The American Civil Liberties Union (ACLU), its Louisiana branch, Americans United for the Separation of Church and State and the Freedom of Religion Foundation filed the suit on behalf of a multi-faith group of nine Louisiana families. with children in public schools.

The lawsuit in the U.S. District Court for the Middle District of Louisiana alleges that the new law violates the First Amendment and “substantially interferes with and burdens” the rights of parents to direct their children’s religious education.

The plaintiffs are made up of a group of Jewish, Christian, Unitarian, Universalist and non-religious individuals.
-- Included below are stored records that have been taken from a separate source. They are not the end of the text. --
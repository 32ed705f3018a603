//! Answer recording and the once-per-question scoring pass.

use std::sync::Arc;

use tracing::warn;
use uuid::Uuid;

use crate::{
    dao::{
        models::{GameRoomEntity, RoomStatus},
        room_store::RoomStore,
    },
    dto::{game::PlayerSummary, play::SubmitAnswerRequest},
    error::ServiceError,
    services::{game_events, room_service},
    state::SharedState,
};

/// Record a player's answer for the current question.
///
/// Rejected once the phase stops accepting answers, so a submission racing a
/// lock always resolves on the server's side of the fence.
pub async fn submit_answer(
    state: &SharedState,
    player_id: Uuid,
    session_token: &str,
    request: SubmitAnswerRequest,
) -> Result<PlayerSummary, ServiceError> {
    let store = state.require_room_store().await?;
    let mut player = room_service::require_player(&store, player_id).await?;
    room_service::authorize_player(&player, session_token)?;

    let room = room_service::require_room(&store, player.game_room_id).await?;
    if room.status != RoomStatus::InProgress {
        return Err(ServiceError::InvalidState(
            "the game is not in progress".into(),
        ));
    }
    if !room.current_phase.accepts_answers() {
        return Err(ServiceError::InvalidState(
            "answers are locked for the current question".into(),
        ));
    }

    let answer = request.answer.trim().to_owned();
    if answer.is_empty() {
        return Err(ServiceError::InvalidInput("answer must not be empty".into()));
    }

    player.current_answer = Some(answer.clone());
    store.update_player(player.clone()).await?;

    game_events::broadcast_answer_submitted(state, room.id, player.id, &answer);

    Ok(player.into())
}

/// Award one point to every player whose recorded answer matches the correct
/// text of the given question. Returns the number of players scored.
///
/// Callers must have claimed the question on the room's scored list first;
/// this function only applies the point deltas.
pub async fn score_question(
    store: &Arc<dyn RoomStore>,
    room: &GameRoomEntity,
    question_id: Uuid,
) -> Result<u32, ServiceError> {
    let Some(arrangement) = store.find_game_question(room.id, question_id).await? else {
        warn!(room_id = %room.id, question_id = %question_id, "no arrangement found; skipping scoring");
        return Ok(0);
    };
    let correct_text = &arrangement.answers[arrangement.correct_letter.index()];

    let mut players = store.list_players(room.id).await?;
    let mut scored = 0;
    for player in &mut players {
        if player.current_answer.as_deref() == Some(correct_text.as_str()) {
            player.score += 1;
            scored += 1;
        }
    }
    store.update_players(players).await?;

    Ok(scored)
}

#[cfg(test)]
mod tests {
    use super::*;
    use crate::{
        services::{
            phase_service,
            test_support::{join, seed_room, test_state},
        },
        state::phase::GamePhase,
    };

    #[tokio::test]
    async fn submit_requires_a_running_game() {
        let state = test_state().await;
        let created = seed_room(&state).await;
        let joined = join(&state, &created.room.code, "Ana").await;

        let early = submit_answer(
            &state,
            joined.player.id,
            &joined.session_token,
            SubmitAnswerRequest {
                answer: "anything".to_owned(),
            },
        )
        .await;
        assert!(matches!(early, Err(ServiceError::InvalidState(_))));
    }

    #[tokio::test]
    async fn submit_is_rejected_from_locked_onward() {
        let state = test_state().await;
        let created = seed_room(&state).await;
        let joined = join(&state, &created.room.code, "Ana").await;
        phase_service::start_game(&state, created.room.id)
            .await
            .unwrap();

        for phase in [GamePhase::Locked, GamePhase::Reveal] {
            phase_service::set_phase(
                &state,
                created.room.id,
                crate::dto::game::SetPhaseRequest { phase },
            )
            .await
            .unwrap();

            let rejected = submit_answer(
                &state,
                joined.player.id,
                &joined.session_token,
                SubmitAnswerRequest {
                    answer: "anything".to_owned(),
                },
            )
            .await;
            assert!(matches!(rejected, Err(ServiceError::InvalidState(_))));
        }
    }

    #[tokio::test]
    async fn submit_overwrites_the_previous_answer() {
        let state = test_state().await;
        let created = seed_room(&state).await;
        let joined = join(&state, &created.room.code, "Ana").await;
        phase_service::start_game(&state, created.room.id)
            .await
            .unwrap();

        submit_answer(
            &state,
            joined.player.id,
            &joined.session_token,
            SubmitAnswerRequest {
                answer: "first guess".to_owned(),
            },
        )
        .await
        .unwrap();
        let updated = submit_answer(
            &state,
            joined.player.id,
            &joined.session_token,
            SubmitAnswerRequest {
                answer: "second guess".to_owned(),
            },
        )
        .await
        .unwrap();

        assert_eq!(updated.current_answer.as_deref(), Some("second guess"));
    }

    #[tokio::test]
    async fn submit_requires_the_session_token() {
        let state = test_state().await;
        let created = seed_room(&state).await;
        let joined = join(&state, &created.room.code, "Ana").await;
        phase_service::start_game(&state, created.room.id)
            .await
            .unwrap();

        let rejected = submit_answer(
            &state,
            joined.player.id,
            "bogus-token",
            SubmitAnswerRequest {
                answer: "anything".to_owned(),
            },
        )
        .await;
        assert!(matches!(rejected, Err(ServiceError::Unauthorized(_))));
    }
}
“It also sends the harmful and religiously divisive message that students who do not subscribe to the Ten Commandments – or, more accurately, the specific version of the Ten Commandments that HB 71 requires schools to display – do not belong in their own school community. and must refrain from expressing any religious practices or beliefs that do not align with the state’s religious preferences,” the lawsuit says.

The law requires the Ten Commandments to be displayed on easy-to-read posters in public school classrooms, with three paragraphs about how the religious text played an influential role in American history.

“If you want to respect the rule of law,” said Gov. Jeff Landry (R) during the bill signing, “you have to start with the original lawmaker, who was Moses.”

Landry added at the time that he “can’t wait to be sued,” which the ACLU promised to do just hours after the bill was signed into law.

“As a non-religious family, we object to the government forcibly subjecting our children to a religious scripture we do not believe in. The state of Louisiana should not direct the religious education of our children and require students to observe the state’s preferred religious doctrine in every classroom,” said Jennifer Harding and Benjamin Owens, plaintiffs in the case.

Louisiana Attorney General Liz Murrill (R) said her office “cannot comment on a lawsuit we have not seen.”

“It appears that the ACLU only selectively cares about the First Amendment — it doesn’t mind when the Biden administration censors speech or arrests pro-life protesters, but it apparently will fight to prevent posters that discuss our own legal history,” Murrill said.